The following October the U.S. Congress appointed Dwight chaplain of the Connecticut Continental Brigade. A year later, on his father's death, he returned to his family in Northampton. He spent 5 vigorous years running two farms, preaching, sitting in the Massachusetts Legislature in 1781 and 1782, and founding a coeducational academy in 1779 to teach modern subjects as well as Latin and Greek. He left the school for the pulpit of Greenfield Hill, Conn., on July 20, 1783, where he established another school.
Dwight's journalistic assault against Yale started in 1783 in the Connecticut Courant; he used the pen name Parnassus. But when Yale's president Ezra Stiles prevented any legislative "intermeddling in college affairs," Dwight returned to the writing that had earned him prominence among the Connecticut Wits. The Conquest of Canaan, written earlier but published in 1785, was the first epic poem produced in America.
On June 25, 1795, Dwight accepted the presidency of Yale, a few weeks after the death of Stiles. For almost 22 years "Pope Dwight" (as the unregenerate called him) administered the college with great ability, ushering it into its modern era. No scholar himself, he had the vision to appoint men who were or would become scholars, and he allowed greater faculty participation in college government, traditionally the monopoly of the Yale Corporation and the president. Student relations were significantly improved, though Dwight held autocratic sway. Besides administering an exuberant college and giving counsel of weight in the affairs of state to visiting dignitaries, he taught the moral philosophy course to the seniors, supplied the college pulpit twice a Sabbath, and served as professor of divinity.

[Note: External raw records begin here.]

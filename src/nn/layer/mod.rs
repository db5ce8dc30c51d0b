/*
 * @Author       : 老董
 * @Date         : 2026-02-10
 * @Description  : 神经网络层模块：Neuron / Layer / Mlp
 */

mod layer;
mod mlp;
mod neuron;

pub use layer::Layer;
pub use mlp::Mlp;
pub use neuron::Neuron;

On Jan. 11, 1817, Dwight ceased to reign. His stormy life had personified the contradictions and strengths of New England Puritanism wedded to Federalism.
Further Reading
- The definitive biography of Dwight is Charles E. Cunningham, Timothy Dwight, 1752-1817 (1942). Kenneth Silverman, Timothy Dwight (1969), is a scholarly study. A look at Dwight's contribution to religion and New England history can be found in John R. Fitzmier, New England's Moral Legislator: A Life of Timothy Dwight, 1752-1817 (1998). See also Leon Howard, The Connecticut Wits (1943). Ralph Henry Gabriel, Religion and Learning at Yale: The Church of Christ in the College and University, 1757-1957 (1958), contains a chapter on Dwight and American Protestantism.
- Cuningham, Charles E., Timothy Dwight, 1752-1817: a biography, New York: AMS Press, 1976.
- Wenzke, Annabelle S., Timothy Dwight (1752-1817), Lewiston, NY: E. Mellen Press, 1989.